- [WHAT NEEDS TO BE DONE]:
Wherever the string "Restoring" appears in the records, return the line that holds it.

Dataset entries

------------

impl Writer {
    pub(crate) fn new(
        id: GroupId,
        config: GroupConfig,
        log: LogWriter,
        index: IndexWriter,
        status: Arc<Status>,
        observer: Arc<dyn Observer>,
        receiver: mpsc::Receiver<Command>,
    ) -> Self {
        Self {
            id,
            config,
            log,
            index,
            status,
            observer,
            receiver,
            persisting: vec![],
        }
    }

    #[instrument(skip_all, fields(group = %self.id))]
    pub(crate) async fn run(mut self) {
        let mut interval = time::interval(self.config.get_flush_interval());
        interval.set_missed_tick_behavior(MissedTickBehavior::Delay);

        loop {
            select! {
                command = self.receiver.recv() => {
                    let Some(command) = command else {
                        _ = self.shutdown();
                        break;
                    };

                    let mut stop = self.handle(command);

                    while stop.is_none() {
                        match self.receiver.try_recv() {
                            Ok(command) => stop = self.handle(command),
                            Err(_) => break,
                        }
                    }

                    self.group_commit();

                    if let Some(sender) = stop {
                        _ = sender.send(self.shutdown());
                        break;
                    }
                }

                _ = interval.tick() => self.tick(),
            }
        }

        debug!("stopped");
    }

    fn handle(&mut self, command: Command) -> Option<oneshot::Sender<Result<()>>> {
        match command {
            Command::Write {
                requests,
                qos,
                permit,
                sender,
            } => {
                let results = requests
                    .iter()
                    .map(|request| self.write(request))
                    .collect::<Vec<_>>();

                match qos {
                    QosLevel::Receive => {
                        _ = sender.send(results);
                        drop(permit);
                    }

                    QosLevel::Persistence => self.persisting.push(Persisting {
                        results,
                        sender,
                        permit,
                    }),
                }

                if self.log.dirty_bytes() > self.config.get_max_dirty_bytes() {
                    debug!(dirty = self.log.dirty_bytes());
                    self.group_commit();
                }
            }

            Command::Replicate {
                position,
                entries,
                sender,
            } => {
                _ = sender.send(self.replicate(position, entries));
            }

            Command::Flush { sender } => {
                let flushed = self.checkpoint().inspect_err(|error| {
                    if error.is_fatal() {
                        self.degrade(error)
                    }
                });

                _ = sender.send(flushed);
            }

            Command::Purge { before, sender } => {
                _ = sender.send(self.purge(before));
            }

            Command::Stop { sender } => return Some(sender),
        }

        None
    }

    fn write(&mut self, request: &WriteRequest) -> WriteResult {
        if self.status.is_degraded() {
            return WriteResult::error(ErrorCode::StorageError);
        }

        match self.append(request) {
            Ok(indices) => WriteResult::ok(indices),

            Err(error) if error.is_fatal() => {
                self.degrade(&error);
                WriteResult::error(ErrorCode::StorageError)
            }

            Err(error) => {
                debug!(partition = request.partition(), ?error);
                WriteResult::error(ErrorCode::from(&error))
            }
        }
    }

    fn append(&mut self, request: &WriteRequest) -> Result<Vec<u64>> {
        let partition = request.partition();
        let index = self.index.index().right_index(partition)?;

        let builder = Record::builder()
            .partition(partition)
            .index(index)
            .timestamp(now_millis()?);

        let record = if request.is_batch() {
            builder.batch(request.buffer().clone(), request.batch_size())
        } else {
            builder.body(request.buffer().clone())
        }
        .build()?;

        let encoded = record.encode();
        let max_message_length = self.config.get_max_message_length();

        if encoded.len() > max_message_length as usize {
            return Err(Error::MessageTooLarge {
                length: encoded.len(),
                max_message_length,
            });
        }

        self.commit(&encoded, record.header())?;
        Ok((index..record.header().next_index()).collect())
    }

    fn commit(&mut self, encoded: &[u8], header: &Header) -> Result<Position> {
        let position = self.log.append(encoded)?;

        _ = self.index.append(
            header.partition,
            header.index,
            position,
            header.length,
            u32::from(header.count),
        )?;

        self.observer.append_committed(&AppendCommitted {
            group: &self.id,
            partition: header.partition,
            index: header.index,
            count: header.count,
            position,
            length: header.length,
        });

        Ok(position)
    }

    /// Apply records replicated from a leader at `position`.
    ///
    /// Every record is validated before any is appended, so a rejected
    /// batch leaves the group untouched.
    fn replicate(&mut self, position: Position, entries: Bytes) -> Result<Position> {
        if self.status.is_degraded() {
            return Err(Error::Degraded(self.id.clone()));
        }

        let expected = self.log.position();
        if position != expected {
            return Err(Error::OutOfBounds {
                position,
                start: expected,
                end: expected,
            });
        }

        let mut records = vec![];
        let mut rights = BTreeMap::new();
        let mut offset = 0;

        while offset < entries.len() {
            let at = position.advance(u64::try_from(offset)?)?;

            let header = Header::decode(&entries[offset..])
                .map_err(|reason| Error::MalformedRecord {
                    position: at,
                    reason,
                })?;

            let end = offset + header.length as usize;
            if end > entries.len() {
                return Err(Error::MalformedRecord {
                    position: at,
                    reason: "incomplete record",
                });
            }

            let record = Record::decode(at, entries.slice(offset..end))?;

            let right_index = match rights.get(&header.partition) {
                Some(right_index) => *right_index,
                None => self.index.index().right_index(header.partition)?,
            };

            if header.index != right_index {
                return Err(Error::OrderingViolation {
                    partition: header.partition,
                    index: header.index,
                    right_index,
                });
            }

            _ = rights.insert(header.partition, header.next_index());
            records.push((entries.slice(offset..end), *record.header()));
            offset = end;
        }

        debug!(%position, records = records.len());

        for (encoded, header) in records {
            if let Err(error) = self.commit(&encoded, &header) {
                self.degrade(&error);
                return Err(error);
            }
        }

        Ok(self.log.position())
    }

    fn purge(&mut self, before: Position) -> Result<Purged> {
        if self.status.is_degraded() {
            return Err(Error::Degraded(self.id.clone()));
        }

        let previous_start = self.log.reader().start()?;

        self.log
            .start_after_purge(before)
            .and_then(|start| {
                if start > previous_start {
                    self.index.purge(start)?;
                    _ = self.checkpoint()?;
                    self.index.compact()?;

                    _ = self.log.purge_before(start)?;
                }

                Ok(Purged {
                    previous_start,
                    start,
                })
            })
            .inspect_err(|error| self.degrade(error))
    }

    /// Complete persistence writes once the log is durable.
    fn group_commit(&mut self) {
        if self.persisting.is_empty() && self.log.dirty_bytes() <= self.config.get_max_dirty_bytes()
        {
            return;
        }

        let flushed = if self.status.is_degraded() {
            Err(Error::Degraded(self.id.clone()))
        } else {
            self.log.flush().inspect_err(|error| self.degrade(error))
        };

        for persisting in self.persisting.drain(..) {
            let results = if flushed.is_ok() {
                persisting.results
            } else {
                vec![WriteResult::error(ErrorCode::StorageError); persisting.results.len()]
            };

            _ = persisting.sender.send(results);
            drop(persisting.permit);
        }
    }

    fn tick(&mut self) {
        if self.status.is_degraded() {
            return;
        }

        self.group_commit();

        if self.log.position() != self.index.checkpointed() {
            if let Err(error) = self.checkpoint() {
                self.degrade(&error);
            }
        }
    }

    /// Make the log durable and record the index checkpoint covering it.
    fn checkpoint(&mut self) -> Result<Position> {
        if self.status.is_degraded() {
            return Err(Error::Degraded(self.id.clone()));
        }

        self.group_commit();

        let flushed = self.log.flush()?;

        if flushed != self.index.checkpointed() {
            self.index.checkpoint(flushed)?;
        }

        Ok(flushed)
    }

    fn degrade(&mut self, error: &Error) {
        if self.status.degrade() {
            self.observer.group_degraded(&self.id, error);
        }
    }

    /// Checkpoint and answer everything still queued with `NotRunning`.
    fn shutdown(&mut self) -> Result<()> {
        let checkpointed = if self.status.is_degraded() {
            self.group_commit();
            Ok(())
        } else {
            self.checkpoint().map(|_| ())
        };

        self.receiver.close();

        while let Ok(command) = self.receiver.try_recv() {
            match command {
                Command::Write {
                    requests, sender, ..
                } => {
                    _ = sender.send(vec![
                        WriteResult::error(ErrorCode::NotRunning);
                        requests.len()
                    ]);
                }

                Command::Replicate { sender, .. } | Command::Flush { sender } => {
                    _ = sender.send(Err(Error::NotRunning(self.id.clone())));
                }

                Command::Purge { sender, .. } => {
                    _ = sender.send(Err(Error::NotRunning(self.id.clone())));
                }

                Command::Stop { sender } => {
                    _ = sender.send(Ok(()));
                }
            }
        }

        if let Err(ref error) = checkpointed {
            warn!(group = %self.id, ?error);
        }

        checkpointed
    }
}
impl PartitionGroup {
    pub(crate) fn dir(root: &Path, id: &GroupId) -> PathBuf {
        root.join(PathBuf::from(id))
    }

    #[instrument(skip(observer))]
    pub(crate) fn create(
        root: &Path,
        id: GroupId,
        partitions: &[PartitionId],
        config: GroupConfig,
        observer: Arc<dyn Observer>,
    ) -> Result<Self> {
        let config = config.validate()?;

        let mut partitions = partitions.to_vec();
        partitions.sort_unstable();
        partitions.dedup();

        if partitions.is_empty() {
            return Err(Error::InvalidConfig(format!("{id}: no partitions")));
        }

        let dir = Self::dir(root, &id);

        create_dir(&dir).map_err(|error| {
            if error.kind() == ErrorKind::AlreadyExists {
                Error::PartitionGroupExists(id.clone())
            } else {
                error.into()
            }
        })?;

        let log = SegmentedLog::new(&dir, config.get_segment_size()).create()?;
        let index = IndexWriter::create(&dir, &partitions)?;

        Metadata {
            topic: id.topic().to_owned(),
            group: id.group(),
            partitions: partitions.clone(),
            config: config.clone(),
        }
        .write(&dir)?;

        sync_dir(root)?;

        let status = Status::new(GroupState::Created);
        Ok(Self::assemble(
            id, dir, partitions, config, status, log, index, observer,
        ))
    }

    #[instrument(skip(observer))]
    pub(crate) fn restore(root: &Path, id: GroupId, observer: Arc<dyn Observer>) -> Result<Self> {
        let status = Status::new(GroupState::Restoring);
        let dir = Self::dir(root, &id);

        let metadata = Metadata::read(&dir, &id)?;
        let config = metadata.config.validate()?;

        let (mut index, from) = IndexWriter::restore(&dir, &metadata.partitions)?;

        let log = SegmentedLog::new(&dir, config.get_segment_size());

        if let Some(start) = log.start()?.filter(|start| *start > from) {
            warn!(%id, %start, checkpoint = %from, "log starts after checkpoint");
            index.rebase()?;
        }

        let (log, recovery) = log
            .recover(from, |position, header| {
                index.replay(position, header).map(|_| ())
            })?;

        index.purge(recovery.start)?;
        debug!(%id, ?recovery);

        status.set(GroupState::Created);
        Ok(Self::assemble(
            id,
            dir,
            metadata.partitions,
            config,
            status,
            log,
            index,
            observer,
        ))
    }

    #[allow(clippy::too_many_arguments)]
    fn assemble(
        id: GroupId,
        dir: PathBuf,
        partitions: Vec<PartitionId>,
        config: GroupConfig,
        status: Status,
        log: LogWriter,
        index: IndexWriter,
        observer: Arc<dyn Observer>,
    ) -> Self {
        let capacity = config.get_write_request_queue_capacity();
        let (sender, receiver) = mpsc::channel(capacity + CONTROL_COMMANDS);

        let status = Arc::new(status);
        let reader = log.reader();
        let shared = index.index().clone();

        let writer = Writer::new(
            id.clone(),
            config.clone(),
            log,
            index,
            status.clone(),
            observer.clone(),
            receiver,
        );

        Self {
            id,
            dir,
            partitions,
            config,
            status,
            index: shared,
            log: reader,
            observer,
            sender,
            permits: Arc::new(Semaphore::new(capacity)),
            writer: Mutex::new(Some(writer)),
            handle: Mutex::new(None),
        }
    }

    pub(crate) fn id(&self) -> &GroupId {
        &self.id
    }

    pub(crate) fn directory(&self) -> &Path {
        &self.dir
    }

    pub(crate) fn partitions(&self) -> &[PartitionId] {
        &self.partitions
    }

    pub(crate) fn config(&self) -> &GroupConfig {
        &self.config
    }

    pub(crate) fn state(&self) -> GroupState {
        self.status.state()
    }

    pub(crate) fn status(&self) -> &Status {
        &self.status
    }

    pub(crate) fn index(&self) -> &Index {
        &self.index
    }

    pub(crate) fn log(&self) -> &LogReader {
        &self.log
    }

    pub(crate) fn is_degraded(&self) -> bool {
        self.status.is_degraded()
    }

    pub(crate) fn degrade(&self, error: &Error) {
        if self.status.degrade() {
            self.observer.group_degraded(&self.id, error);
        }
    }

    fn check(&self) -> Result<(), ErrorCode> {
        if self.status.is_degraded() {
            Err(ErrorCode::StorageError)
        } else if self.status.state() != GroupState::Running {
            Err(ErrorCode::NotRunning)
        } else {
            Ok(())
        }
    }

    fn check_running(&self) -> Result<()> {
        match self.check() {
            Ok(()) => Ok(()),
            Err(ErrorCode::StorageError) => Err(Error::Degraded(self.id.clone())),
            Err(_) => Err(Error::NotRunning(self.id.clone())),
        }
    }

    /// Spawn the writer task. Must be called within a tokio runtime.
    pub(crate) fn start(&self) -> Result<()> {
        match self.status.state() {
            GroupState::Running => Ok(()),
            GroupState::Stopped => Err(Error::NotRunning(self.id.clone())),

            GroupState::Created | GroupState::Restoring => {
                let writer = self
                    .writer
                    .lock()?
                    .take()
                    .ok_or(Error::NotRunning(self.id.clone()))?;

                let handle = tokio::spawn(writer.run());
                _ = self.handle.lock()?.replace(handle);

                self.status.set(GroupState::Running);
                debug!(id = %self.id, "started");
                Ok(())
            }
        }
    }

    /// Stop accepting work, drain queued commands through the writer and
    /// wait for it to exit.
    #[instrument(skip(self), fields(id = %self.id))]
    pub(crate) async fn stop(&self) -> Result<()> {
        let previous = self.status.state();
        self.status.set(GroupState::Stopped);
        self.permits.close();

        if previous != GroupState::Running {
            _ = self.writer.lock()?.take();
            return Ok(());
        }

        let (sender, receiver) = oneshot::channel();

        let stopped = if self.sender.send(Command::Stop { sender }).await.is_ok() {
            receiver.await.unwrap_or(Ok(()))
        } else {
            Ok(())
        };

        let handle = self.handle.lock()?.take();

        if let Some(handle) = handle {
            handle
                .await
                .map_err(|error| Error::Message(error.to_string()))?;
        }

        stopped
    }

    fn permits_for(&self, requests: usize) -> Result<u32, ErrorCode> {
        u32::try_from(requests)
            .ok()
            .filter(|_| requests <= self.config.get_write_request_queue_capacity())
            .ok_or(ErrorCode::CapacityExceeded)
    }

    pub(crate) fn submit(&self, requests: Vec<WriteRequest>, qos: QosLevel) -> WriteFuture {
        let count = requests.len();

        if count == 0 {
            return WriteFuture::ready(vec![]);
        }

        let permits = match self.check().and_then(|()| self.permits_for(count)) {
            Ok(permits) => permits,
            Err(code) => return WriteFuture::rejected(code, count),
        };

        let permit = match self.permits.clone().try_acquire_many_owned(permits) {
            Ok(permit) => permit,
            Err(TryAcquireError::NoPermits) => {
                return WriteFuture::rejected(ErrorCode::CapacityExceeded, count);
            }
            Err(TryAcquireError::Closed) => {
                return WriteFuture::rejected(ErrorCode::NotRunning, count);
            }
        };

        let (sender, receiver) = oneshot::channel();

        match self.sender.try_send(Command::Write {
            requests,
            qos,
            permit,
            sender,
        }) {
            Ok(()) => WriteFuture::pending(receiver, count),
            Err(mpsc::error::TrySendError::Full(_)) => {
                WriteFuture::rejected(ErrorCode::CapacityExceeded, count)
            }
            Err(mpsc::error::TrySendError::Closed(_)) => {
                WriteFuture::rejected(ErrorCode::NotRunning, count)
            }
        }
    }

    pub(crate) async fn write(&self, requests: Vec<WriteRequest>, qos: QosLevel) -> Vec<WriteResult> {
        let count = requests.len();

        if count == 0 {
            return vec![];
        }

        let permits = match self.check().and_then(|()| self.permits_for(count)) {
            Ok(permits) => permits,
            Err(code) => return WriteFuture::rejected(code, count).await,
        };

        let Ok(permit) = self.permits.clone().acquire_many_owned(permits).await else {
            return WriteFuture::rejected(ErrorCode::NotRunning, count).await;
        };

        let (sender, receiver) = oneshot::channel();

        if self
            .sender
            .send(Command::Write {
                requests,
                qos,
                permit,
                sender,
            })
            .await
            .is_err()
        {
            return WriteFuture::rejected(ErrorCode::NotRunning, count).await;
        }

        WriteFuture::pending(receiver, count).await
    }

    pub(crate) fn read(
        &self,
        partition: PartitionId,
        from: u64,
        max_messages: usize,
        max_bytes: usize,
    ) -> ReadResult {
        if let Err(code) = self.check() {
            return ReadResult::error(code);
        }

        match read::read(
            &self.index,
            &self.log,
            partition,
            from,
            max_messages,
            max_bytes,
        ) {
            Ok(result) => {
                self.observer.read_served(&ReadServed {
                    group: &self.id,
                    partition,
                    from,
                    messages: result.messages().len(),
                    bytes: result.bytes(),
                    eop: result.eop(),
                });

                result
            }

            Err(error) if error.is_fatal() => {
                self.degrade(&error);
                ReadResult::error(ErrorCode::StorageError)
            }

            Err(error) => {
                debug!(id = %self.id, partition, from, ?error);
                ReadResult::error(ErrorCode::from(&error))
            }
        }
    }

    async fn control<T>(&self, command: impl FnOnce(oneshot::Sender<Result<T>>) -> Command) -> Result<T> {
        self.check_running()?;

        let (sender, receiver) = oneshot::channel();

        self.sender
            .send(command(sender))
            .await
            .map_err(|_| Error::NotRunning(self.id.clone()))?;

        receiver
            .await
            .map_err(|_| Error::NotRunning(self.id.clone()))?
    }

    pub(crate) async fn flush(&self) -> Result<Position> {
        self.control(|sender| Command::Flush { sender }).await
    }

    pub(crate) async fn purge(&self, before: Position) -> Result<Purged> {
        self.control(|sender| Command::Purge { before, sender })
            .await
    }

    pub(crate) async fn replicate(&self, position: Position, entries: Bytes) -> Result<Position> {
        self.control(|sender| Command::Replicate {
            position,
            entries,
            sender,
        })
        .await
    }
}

------------

- [RESPONSE TO THIS TASK]:
        let status = Status::new(GroupState::Restoring);
            GroupState::Created | GroupState::Restoring => {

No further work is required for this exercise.